Big Bulls … In Mongolia

By Bob Robb

In September, 1994, I was invited by a U.S. hunting outfitter to travel from my home in Nowhere, Alaska, to Mongolia. The trip was financed by the Mongolian government, its purpose to promote sport hunting of what are called Maral stag—a subspecies of elk that, to my eye at least, pretty much mirror our Rocky Mountain elk.
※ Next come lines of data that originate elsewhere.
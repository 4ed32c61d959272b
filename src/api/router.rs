//! Wire/API layer (C10): an Axum router exposing the controller's five
//! public operations as `POST` JSON endpoints under `/v1/...`, plus the
//! teacher's own `/health` and Prometheus `/metrics` (served from a
//! separate listener, see `metrics::router`).

use std::sync::Arc;

use axum::{
    middleware,
    routing::{get, post},
    Router,
};
use tower_http::trace::TraceLayer;

use crate::api::endpoints::{
    analyze_handler, check_firmware_version_handler, health_handler,
    report_host_configuration_handler, search_firmware_handler, search_report_handler,
};
use crate::controller::Controller;
use crate::metrics::middleware::track_metrics;

#[derive(Clone)]
pub struct AppState {
    pub controller: Arc<Controller>,
}

pub fn api_router(controller: Arc<Controller>) -> Router {
    let app_state = AppState { controller };

    Router::new()
        .route("/v1/analyze", post(analyze_handler))
        .route("/v1/firmware/search", post(search_firmware_handler))
        .route("/v1/reports/search", post(search_report_handler))
        .route(
            "/v1/host-configuration",
            post(report_host_configuration_handler),
        )
        .route(
            "/v1/firmware/check-versions",
            post(check_firmware_version_handler),
        )
        .route("/health", get(health_handler))
        .layer(middleware::from_fn(track_metrics))
        .with_state(app_state)
        .layer(TraceLayer::new_for_http())
}
use semver::Version;
use serde::{Deserialize, Serialize};

use crate::identity::Identity;

/// `{Identity, Size, FirstSeenAt, OptionalParsedSummary}`, uniquely keyed by
/// Identity. Mutated only by `FirmwareStorage::store` on first sight;
/// immutable thereafter.
#[derive(Clone, Debug, Serialize, Deserialize)]
pub struct ImageMetadata {
    #[serde(with = "identity_hex")]
    pub identity: Identity,
    pub size: usize,
    pub first_seen_at_unix: u64,
    pub parsed_summary: Option<ParsedImageSummary>,
}

/// A compact, serializable summary of a `ParsedImage`, suitable for storing
/// alongside the metadata row.
#[derive(Clone, Debug, Serialize, Deserialize)]
pub struct ParsedImageSummary {
    pub volume_count: usize,
    pub truncated: bool,
}

/// The curated "golden" firmware for a given (model, version). Uniquely
/// addressable by `(version, model_id)`.
#[derive(Clone, Debug, Serialize, Deserialize)]
pub struct OriginalFirmwareRecord {
    pub model_id: i64,
    pub version: Version,
    pub date_unix: u64,
    #[serde(with = "identity_hex")]
    pub identity: Identity,
    pub source_uri: String,
}

#[derive(Clone, Copy, Debug, Default, PartialEq, Eq, Serialize, Deserialize)]
pub enum CachingPolicy {
    #[default]
    UseCache,
    BypassCache,
    WriteThrough,
}

/// The result of `FirmwareParser::parse`: a lightweight structural summary
/// of a UEFI image, standing in for the out-of-scope full UEFI parse tree.
#[derive(Clone, Debug, PartialEq, Serialize, Deserialize)]
pub struct ParsedImage {
    pub size: usize,
    pub volumes: Vec<FirmwareVolume>,
    /// True when the scan hit the end of the buffer before it could confirm
    /// whether further volumes follow (e.g. a truncated image).
    pub truncated: bool,
}

impl ParsedImage {
    pub fn summary(&self) -> ParsedImageSummary {
        ParsedImageSummary {
            volume_count: self.volumes.len(),
            truncated: self.truncated,
        }
    }
}

#[derive(Clone, Debug, PartialEq, Serialize, Deserialize)]
pub struct FirmwareVolume {
    pub offset: usize,
    pub length: u32,
}

mod identity_hex {
    use super::Identity;
    use serde::{Deserialize, Deserializer, Serializer};

    pub fn serialize<S: Serializer>(id: &Identity, s: S) -> Result<S::Ok, S::Error> {
        s.serialize_str(&id.to_hex())
    }

    pub fn deserialize<'de, D: Deserializer<'de>>(d: D) -> Result<Identity, D::Error> {
        let s = String::deserialize(d)?;
        Identity::from_hex(&s).ok_or_else(|| serde::de::Error::custom("invalid identity hex"))
    }
}

/// Filters accepted by `FirmwareStorage::find_by_version_model` and
/// `SearchFirmware`. `Version`/`ModelId` narrow to exactly one record;
/// broader search filters (used only by `search_firmware`) may be partial.
#[derive(Clone, Debug, Default, Serialize, Deserialize)]
pub struct FirmwareFilter {
    pub model_id: Option<i64>,
    pub version: Option<Version>,
}
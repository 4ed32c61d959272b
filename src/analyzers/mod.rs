pub mod builtin;
pub mod calculator;
pub mod contract;
pub mod registry;

pub use calculator::{DataCalculator, DerivationCache, DerivationKey, Materialized};
pub use contract::{Analyzer, AnalyzerId, AnalyzerInput, AnalyzerOutput};
pub use registry::Registry;
//! Sunday Pay library crate.
//!
//! This crate estimates how a move from bank-paid Sunday shifts to
//! contracted, enhanced Sunday hours changes an individual's monthly
//! pay under a simplified UK tax and NI model, and simulates how Sunday
//! shifts might be spread across a staff pool.  External applications
//! may call into `engine::project_pay` and
//! `simulation::simulate_shift_allocation` directly or embed the API
//! via `api::router`.

pub mod api;
pub mod bands;
pub mod config;
pub mod engine;
pub mod error;
pub mod models;
pub mod simulation;
pub mod staffing;
pub mod tax;
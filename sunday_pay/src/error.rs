//! Error types for the pay engine.
//!
//! The core is pure computation, so the taxonomy is narrow: inputs that
//! fall outside their plausible range, staff pools that cannot be
//! simulated, and lookups of tax law that is not loaded.  Degenerate
//! simulation states (nobody eligible for a shift) are *not* errors.

use thiserror::Error;

#[derive(Error, Debug, Clone, PartialEq)]
pub enum PayError {
    #[error("{field} must be {expected} (got {value})")]
    OutOfRange {
        field: &'static str,
        value: f64,
        expected: &'static str,
    },
    #[error("invalid staff pool: {0}")]
    InvalidStaffPool(String),
    #[error("trials must be greater than 0")]
    TrialsZero,
    #[error("trials must not exceed {max} (got {requested})")]
    TooManyTrials { requested: usize, max: usize },
    #[error("total_staff must not exceed {max} (got {requested})")]
    TooManyStaff { requested: usize, max: usize },
    #[error("simulation needs {draws} shift draws, more than the limit of {max}")]
    SimulationTooLarge { draws: u64, max: u64 },
    #[error("unknown tax law '{0}'")]
    UnknownTaxLaw(String),
}

pub type Result<T> = std::result::Result<T, PayError>;

/// Checks that `value` is finite and inside `[min, max]`.
pub(crate) fn ensure_range(
    field: &'static str,
    value: f64,
    min: f64,
    max: f64,
    expected: &'static str,
) -> Result<()> {
    if value.is_finite() && value >= min && value <= max {
        Ok(())
    } else {
        Err(PayError::OutOfRange {
            field,
            value,
            expected,
        })
    }
}

/// Checks that `value` is finite and strictly positive.
pub(crate) fn ensure_positive(field: &'static str, value: f64) -> Result<()> {
    if value.is_finite() && value > 0.0 {
        Ok(())
    } else {
        Err(PayError::OutOfRange {
            field,
            value,
            expected: "greater than 0",
        })
    }
}
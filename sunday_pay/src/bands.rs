//! Pay band table and default scenarios.

use crate::models::{PayScenarioInputs, DEFAULT_ANNUAL_LEAVE_WEEKS, DEFAULT_SUNDAY_ENHANCEMENT};
use crate::staffing::StaffPoolConfig;
use serde::{Deserialize, Serialize};

#[derive(Debug, Clone, Copy, PartialEq, Eq, Hash, Serialize, Deserialize)]
pub enum PayBand {
    #[serde(rename = "band-6")]
    Band6,
    #[serde(rename = "band-7")]
    Band7,
}

#[derive(Debug, Clone, Copy, PartialEq, Eq, Hash, Serialize, Deserialize)]
#[serde(rename_all = "kebab-case")]
pub enum PayPoint {
    Entry,
    Mid,
    Top,
}

/// Hourly rates for one band.
#[derive(Debug, Clone, Copy, PartialEq, Serialize, Deserialize)]
pub struct BandRates {
    pub band: PayBand,
    pub entry: f64,
    pub mid: f64,
    pub top: f64,
    /// Assumed hourly rate for a bank Sunday.
    pub bank_sunday: f64,
}

pub const BAND_TABLE: [BandRates; 2] = [
    BandRates {
        band: PayBand::Band6,
        entry: 20.44,
        mid: 21.57,
        top: 24.61,
        bank_sunday: 44.70,
    },
    BandRates {
        band: PayBand::Band7,
        entry: 25.26,
        mid: 26.56,
        top: 28.90,
        bank_sunday: 51.48,
    },
];

pub const DEFAULT_CONTRACTED_HOURS: f64 = 37.5;
pub const DEFAULT_BANK_SUNDAYS: f64 = 1.0;
pub const DEFAULT_BANK_HOURS: f64 = 10.5;
pub const DEFAULT_PENSION_RATE: f64 = 0.107;

impl PayBand {
    pub fn rates(self) -> &'static BandRates {
        match self {
            PayBand::Band6 => &BAND_TABLE[0],
            PayBand::Band7 => &BAND_TABLE[1],
        }
    }

    pub fn hourly_rate(self, point: PayPoint) -> f64 {
        let rates = self.rates();
        match point {
            PayPoint::Entry => rates.entry,
            PayPoint::Mid => rates.mid,
            PayPoint::Top => rates.top,
        }
    }

    pub fn bank_sunday_rate(self) -> f64 {
        self.rates().bank_sunday
    }
}

impl PayScenarioInputs {
    /// Default scenario for a pay point: one bank Sunday a month now,
    /// and the fair share of the default 22-person pool afterwards.
    pub fn for_band(band: PayBand, point: PayPoint) -> Self {
        let fair_share = StaffPoolConfig::default().fair_share().per_person;
        Self {
            base_hourly_rate: band.hourly_rate(point),
            contracted_hours_per_week: DEFAULT_CONTRACTED_HOURS,
            bank_sundays_per_month: DEFAULT_BANK_SUNDAYS,
            bank_sunday_hours: DEFAULT_BANK_HOURS,
            bank_sunday_hourly_rate: band.bank_sunday_rate(),
            new_sundays_per_month: (fair_share * 100.0).round() / 100.0,
            sunday_enhancement: DEFAULT_SUNDAY_ENHANCEMENT,
            pension_rate: DEFAULT_PENSION_RATE,
            include_leave_uplift: true,
            annual_leave_weeks: DEFAULT_ANNUAL_LEAVE_WEEKS,
        }
    }
}
//! Entry point for the Sunday Pay binary.
//!
//! Running this binary starts an HTTP server that exposes the pay
//! projection engine and shift-allocation simulator.  See
//! [`sunday_pay::config`] for the environment variables it reads.
//! Log verbosity follows `RUST_LOG` and defaults to `info`.

use sunday_pay::config::AppConfig;
use tracing::{error, info};

#[tokio::main]
async fn main() {
    tracing_subscriber::fmt()
        .with_env_filter(
            tracing_subscriber::EnvFilter::try_from_default_env()
                .unwrap_or_else(|_| tracing_subscriber::EnvFilter::new("info")),
        )
        .init();

    let config = match AppConfig::from_env() {
        Ok(config) => config,
        Err(err) => {
            error!("invalid configuration: {err:#}");
            std::process::exit(1);
        }
    };
    info!(
        tax_law_dir = %config.tax_law_dir.display(),
        max_trials = config.max_trials,
        "starting sunday pay server"
    );
    if let Err(err) = sunday_pay::api::serve(config).await {
        error!("error running server: {err:#}");
        std::process::exit(1);
    }
}
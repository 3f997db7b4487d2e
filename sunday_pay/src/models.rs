//! Data models for the Sunday pay engine.
//!
//! The `models` module defines the serialisable value types that flow
//! into and out of the pay projection engine.  They derive `Serialize`
//! and `Deserialize` so they can be transmitted over the HTTP API
//! unchanged.  Every result is recomputed from its inputs; nothing
//! here carries identity or mutable state.

use crate::error::{ensure_positive, ensure_range, Result};
use crate::tax::TaxResult;
use serde::{Deserialize, Serialize};

/// Parameters of a single current-versus-new comparison.
#[derive(Debug, Clone, PartialEq, Serialize, Deserialize)]
pub struct PayScenarioInputs {
    /// Base hourly rate for the pay point.
    pub base_hourly_rate: f64,
    pub contracted_hours_per_week: f64,
    /// Bank Sundays worked per month under the current pattern.
    pub bank_sundays_per_month: f64,
    /// Hours claimed per bank Sunday.
    pub bank_sunday_hours: f64,
    pub bank_sunday_hourly_rate: f64,
    /// Contracted Sundays worked per month under the new pattern.
    pub new_sundays_per_month: f64,
    /// Premium on the base rate for contracted Sunday hours (0.60 is
    /// time plus 60%).
    #[serde(default = "default_enhancement")]
    pub sunday_enhancement: f64,
    pub pension_rate: f64,
    #[serde(default = "default_true")]
    pub include_leave_uplift: bool,
    #[serde(default = "default_leave_weeks")]
    pub annual_leave_weeks: f64,
}

pub const DEFAULT_SUNDAY_ENHANCEMENT: f64 = 0.60;
pub const DEFAULT_ANNUAL_LEAVE_WEEKS: f64 = 6.5;

fn default_enhancement() -> f64 {
    DEFAULT_SUNDAY_ENHANCEMENT
}

fn default_true() -> bool {
    true
}

fn default_leave_weeks() -> f64 {
    DEFAULT_ANNUAL_LEAVE_WEEKS
}

impl PayScenarioInputs {
    /// Rejects inputs outside their plausible range rather than
    /// clamping them.
    pub fn validate(&self) -> Result<()> {
        ensure_positive("base_hourly_rate", self.base_hourly_rate)?;
        ensure_range(
            "contracted_hours_per_week",
            self.contracted_hours_per_week,
            f64::MIN_POSITIVE,
            168.0,
            "greater than 0 and at most 168",
        )?;
        ensure_range(
            "bank_sundays_per_month",
            self.bank_sundays_per_month,
            0.0,
            31.0,
            "between 0 and 31",
        )?;
        ensure_range(
            "bank_sunday_hours",
            self.bank_sunday_hours,
            0.0,
            24.0,
            "between 0 and 24",
        )?;
        ensure_positive("bank_sunday_hourly_rate", self.bank_sunday_hourly_rate)?;
        ensure_range(
            "new_sundays_per_month",
            self.new_sundays_per_month,
            0.0,
            31.0,
            "between 0 and 31",
        )?;
        ensure_range(
            "sunday_enhancement",
            self.sunday_enhancement,
            0.0,
            10.0,
            "between 0 and 10",
        )?;
        ensure_range("pension_rate", self.pension_rate, 0.0, 1.0, "between 0 and 1")?;
        ensure_range(
            "annual_leave_weeks",
            self.annual_leave_weeks,
            f64::MIN_POSITIVE,
            52.0,
            "greater than 0 and at most 52",
        )?;
        Ok(())
    }

    /// Same scenario with a different new-pattern Sunday count.
    pub fn with_new_sundays(&self, new_sundays_per_month: f64) -> Self {
        Self {
            new_sundays_per_month,
            ..self.clone()
        }
    }
}

/// Monthly and annual figures for one pay pattern.
#[derive(Debug, Clone, Copy, PartialEq, Default, Serialize, Deserialize)]
pub struct ScenarioBreakdown {
    pub weekend_monthly: f64,
    pub leave_uplift_monthly: f64,
    pub gross_monthly: f64,
    pub gross_annual: f64,
    pub pension_monthly: f64,
    pub pension_annual: f64,
    pub tax: TaxResult,
    pub take_home_monthly: f64,
    pub take_home_annual: f64,
}

/// New minus current, per month.  Any field may be negative.
#[derive(Debug, Clone, Copy, PartialEq, Default, Serialize, Deserialize)]
pub struct PayDelta {
    pub weekend_monthly: f64,
    pub leave_uplift_monthly: f64,
    pub gross_monthly: f64,
    pub pension_monthly: f64,
    pub take_home_monthly: f64,
}

impl PayDelta {
    pub fn between(current: &ScenarioBreakdown, new: &ScenarioBreakdown) -> Self {
        Self {
            weekend_monthly: new.weekend_monthly - current.weekend_monthly,
            leave_uplift_monthly: new.leave_uplift_monthly - current.leave_uplift_monthly,
            gross_monthly: new.gross_monthly - current.gross_monthly,
            pension_monthly: new.pension_monthly - current.pension_monthly,
            take_home_monthly: new.take_home_monthly - current.take_home_monthly,
        }
    }
}

/// Full comparison produced by [`crate::engine::project_pay`].
#[derive(Debug, Clone, Copy, PartialEq, Serialize, Deserialize)]
pub struct PayScenarioResult {
    pub base_monthly: f64,
    pub current: ScenarioBreakdown,
    pub new: ScenarioBreakdown,
    pub change: PayDelta,
}

/// Pay projected at one point of the simulated Sunday distribution.
#[derive(Debug, Clone, Copy, PartialEq, Serialize, Deserialize)]
pub struct PercentilePay {
    /// Percentile in `[0, 100]`.
    pub percentile: f64,
    pub sundays_per_month: f64,
    pub result: PayScenarioResult,
}

/// Pay range correlated with simulated staffing variability.
#[derive(Debug, Clone, PartialEq, Serialize, Deserialize)]
pub struct PayRange {
    pub low: PercentilePay,
    pub median: PercentilePay,
    pub high: PercentilePay,
}
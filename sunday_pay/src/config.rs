//! Service configuration.
//!
//! Settings are read from the environment.  Every variable is optional.
//!
//! | Variable                  | Default          |
//! |---------------------------|------------------|
//! | `SUNDAY_PAY_BIND_ADDR`    | `127.0.0.1:3000` |
//! | `SUNDAY_PAY_TAX_LAW_DIR`  | `tax_laws`       |
//! | `SUNDAY_PAY_MAX_TRIALS`   | `20000`          |
//! | `SUNDAY_PAY_MAX_STAFF`    | `1000`           |
//! | `SUNDAY_PAY_MAX_SHIFT_DRAWS` | `50000000`    |

use anyhow::{Context, Result};
use std::path::PathBuf;

pub const DEFAULT_BIND_ADDR: &str = "127.0.0.1:3000";
pub const DEFAULT_TAX_LAW_DIR: &str = "tax_laws";
pub const DEFAULT_MAX_TRIALS: usize = 20_000;
pub const DEFAULT_MAX_STAFF: usize = 1_000;
pub const DEFAULT_MAX_SHIFT_DRAWS: u64 = 50_000_000;

#[derive(Debug, Clone, PartialEq)]
pub struct AppConfig {
    pub bind_addr: String,
    pub tax_law_dir: PathBuf,
    /// Upper bound on trials per simulation request.
    pub max_trials: usize,
    /// Upper bound on `total_staff` for a simulated pool.
    pub max_staff: usize,
    /// Upper bound on trials x months x monthly quota per request.
    pub max_shift_draws: u64,
}

impl Default for AppConfig {
    fn default() -> Self {
        Self {
            bind_addr: DEFAULT_BIND_ADDR.to_string(),
            tax_law_dir: PathBuf::from(DEFAULT_TAX_LAW_DIR),
            max_trials: DEFAULT_MAX_TRIALS,
            max_staff: DEFAULT_MAX_STAFF,
            max_shift_draws: DEFAULT_MAX_SHIFT_DRAWS,
        }
    }
}

impl AppConfig {
    pub fn from_env() -> Result<Self> {
        Self::from_lookup(|key| std::env::var(key).ok())
    }

    /// Builds the configuration from an arbitrary variable lookup.
    pub fn from_lookup<F>(lookup: F) -> Result<Self>
    where
        F: Fn(&str) -> Option<String>,
    {
        let defaults = Self::default();
        let bind_addr = lookup("SUNDAY_PAY_BIND_ADDR").unwrap_or(defaults.bind_addr);
        let tax_law_dir = lookup("SUNDAY_PAY_TAX_LAW_DIR")
            .map(PathBuf::from)
            .unwrap_or(defaults.tax_law_dir);
        Ok(Self {
            bind_addr,
            tax_law_dir,
            max_trials: limit(&lookup, "SUNDAY_PAY_MAX_TRIALS", defaults.max_trials)?,
            max_staff: limit(&lookup, "SUNDAY_PAY_MAX_STAFF", defaults.max_staff)?,
            max_shift_draws: limit(
                &lookup,
                "SUNDAY_PAY_MAX_SHIFT_DRAWS",
                defaults.max_shift_draws,
            )?,
        })
    }
}

/// Reads a positive integer limit, falling back to `default` when unset.
fn limit<F, T>(lookup: &F, key: &str, default: T) -> Result<T>
where
    F: Fn(&str) -> Option<String>,
    T: std::str::FromStr + PartialEq + Default,
    T::Err: std::error::Error + Send + Sync + 'static,
{
    let Some(raw) = lookup(key) else {
        return Ok(default);
    };
    let value = raw
        .trim()
        .parse::<T>()
        .with_context(|| format!("invalid {key} '{raw}'"))?;
    if value == T::default() {
        anyhow::bail!("{key} must be greater than 0");
    }
    Ok(value)
}

#[cfg(test)]
mod tests {
    use super::*;
    use std::collections::HashMap;

    fn lookup(vars: &[(&str, &str)]) -> impl Fn(&str) -> Option<String> {
        let map: HashMap<String, String> = vars
            .iter()
            .map(|(k, v)| (k.to_string(), v.to_string()))
            .collect();
        move |key| map.get(key).cloned()
    }

    #[test]
    fn empty_environment_uses_defaults() {
        let config = AppConfig::from_lookup(lookup(&[])).unwrap();
        assert_eq!(config, AppConfig::default());
    }

    #[test]
    fn reads_overrides() {
        let config = AppConfig::from_lookup(lookup(&[
            ("SUNDAY_PAY_BIND_ADDR", "0.0.0.0:8080"),
            ("SUNDAY_PAY_TAX_LAW_DIR", "/etc/sunday_pay/laws"),
            ("SUNDAY_PAY_MAX_TRIALS", " 500 "),
            ("SUNDAY_PAY_MAX_STAFF", "250"),
            ("SUNDAY_PAY_MAX_SHIFT_DRAWS", "1000000"),
        ]))
        .unwrap();
        assert_eq!(config.bind_addr, "0.0.0.0:8080");
        assert_eq!(config.tax_law_dir, PathBuf::from("/etc/sunday_pay/laws"));
        assert_eq!(config.max_trials, 500);
        assert_eq!(config.max_staff, 250);
        assert_eq!(config.max_shift_draws, 1_000_000);
    }

    #[test]
    fn rejects_bad_trial_limit() {
        let err = AppConfig::from_lookup(lookup(&[("SUNDAY_PAY_MAX_TRIALS", "lots")])).unwrap_err();
        assert_eq!(err.to_string(), "invalid SUNDAY_PAY_MAX_TRIALS 'lots'");
        assert!(AppConfig::from_lookup(lookup(&[("SUNDAY_PAY_MAX_TRIALS", "0")])).is_err());
    }

    #[test]
    fn rejects_bad_staff_and_draw_limits() {
        let err = AppConfig::from_lookup(lookup(&[("SUNDAY_PAY_MAX_STAFF", "0")])).unwrap_err();
        assert_eq!(err.to_string(), "SUNDAY_PAY_MAX_STAFF must be greater than 0");
        let err =
            AppConfig::from_lookup(lookup(&[("SUNDAY_PAY_MAX_SHIFT_DRAWS", "-5")])).unwrap_err();
        assert_eq!(err.to_string(), "invalid SUNDAY_PAY_MAX_SHIFT_DRAWS '-5'");
    }
}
Today the various international hunting organizations classify them into two elk subspecies—the Altai Wapiti (Cervus canadensis sibiricus) and the Tian Shan Wapiti (C. c. songaricus)—that inhabit the mountain ranges and boreal forests of southeastern Siberia, parts of China, Mongolia, Kazakhstan and Kyrgyzstan, with the best current hunting opportunities found in Russia and Kazakhstan.

Back then, nobody went here to elk hunt. It took me three days to get there, with overnights in San Francisco and Beijing, followed by a couple of days in Ulaanbaatar, Mongolia’s capital city, where we toured the yurt of Genghis Khan before flying north. Once off the plane we then piled in battered old Russian military jeeps and trekked four hours over bad roads to a mountain camp of yurts set near a very small village of goat herders. We had an interpreter and some locals who would be our “guides.”

I was bowhunting, and when I heard bulls bugling nearby, was pumped out of my shoes. My guide and I set off just after dawn. We crept toward a raucous bull in the timber, me cow calling and the bull screaming and pressing hard. It was all coming together, and then … nothing. Shit. The wind was perfect, then he was gone. I discovered why when I turned to look at my guide, who was now accompanied by a half-dozen villagers who had come to take in the show and were standing in the wide-ass open, a hundred yards behind me, smoking. Once we sorted all this out, the hunting was ridiculous; I killed a fine bull the next day, and my companions dropped a couple dandies with rifles.

But, as is the case with any international hunt—and especially an exploratory adventure—the hunting was the least exciting part.

The food was basically boiled mutton and cabbage, twice a day. Being a bit of a seasoned adventurer at the time, I had the forethought to bring along two dozen freeze-dried meals, four Costco packs of mini candy bars, and some water purification tablets, so I was good to go. Also, a dozen rolls of toilet paper, since there was none to be found in the country, anywhere, even in the cities. Pure gold.

One afternoon, the local village chieftain had us to his yurt for cocktails and hors d’oeuvres. His wife, decked out in her finest Sunday-go-to-meeting outfit, offered us a plate of  nice baked flatbread alongside what the locals call boodog. As it turns out, boodog is a deboned tarbagan marmot—an 18 lb rodent—that is cooked by inserting preheated stones into the abdominal cavity, the skin then being tied up to make a bag within which the meat cooks. Of course these things also are carriers of a pneumonic form of the plague. To wash it down the chief poured us little cups of mare’s milk vodka, a disgusting combination of mare’s milk and urine fermented in an earthenware cask and kept by the door. That shit stunk so bad I could not get it to my lips. Instead, I used a little diversionary tactic and surreptitiously poured it into a house plant, which thankfully did not wilt on the spot.

As the lone bowhunter, the hunting was tougher, and when the rifle guys punched their two allotted tags, the outfitter—essentially a hustler—decided they would all take off and leave me in elk camp while they rolled a couple hundred miles to sightsee, or something. “We’ll meet you back in Ulan Bataar,” he said, “the guide will drive you in the jeep.” You’re shitting me, right? You want to take the only good vehicle, all the good food, and the interpreter and leave me here? “No, that’s all right,” I cooed. “One bull is enough for me, no need to be greedy. I can be packed up in, like, three minutes. How’s that?”

So back to Ulan Bataar we went and caught a flight to Beijing, where I stayed two extra nights to take in a tour of the Ming Tombs and walk on the Great Wall. One of the most memorable side trips of my life. At the time, the Chinese were doing lots of construction in Beijing in the hopes of attracting the 2000 summer Olympic Games, which ended up in Sidney, Australia. To make a long story short, they were doing a ton of concrete work without rebar. One morning I watched in horror as the recently-constructed foyer of a large hotel collapsed, killing several people. I had a camera handy and started taking pictures. Several minutes later the police had me in a back room, screaming like I was with the CIA or something. “No pictures! No pictures!!” they screeched, ripping the slide film from my Minolta. 

Sans camera, I was on the next plane for Tokyo, then Honolulu for fuel stop, then San Francisco, then Anchorage, then Valdez, Alaska, where I lived. Took 3 ½ days to get home. As soon as I got off the puddle jumper in Valdez, I immediately kissed the tarmac and started singing “God Bless America.”

There truly is no place like home. Especially when home is the good ol’ USA.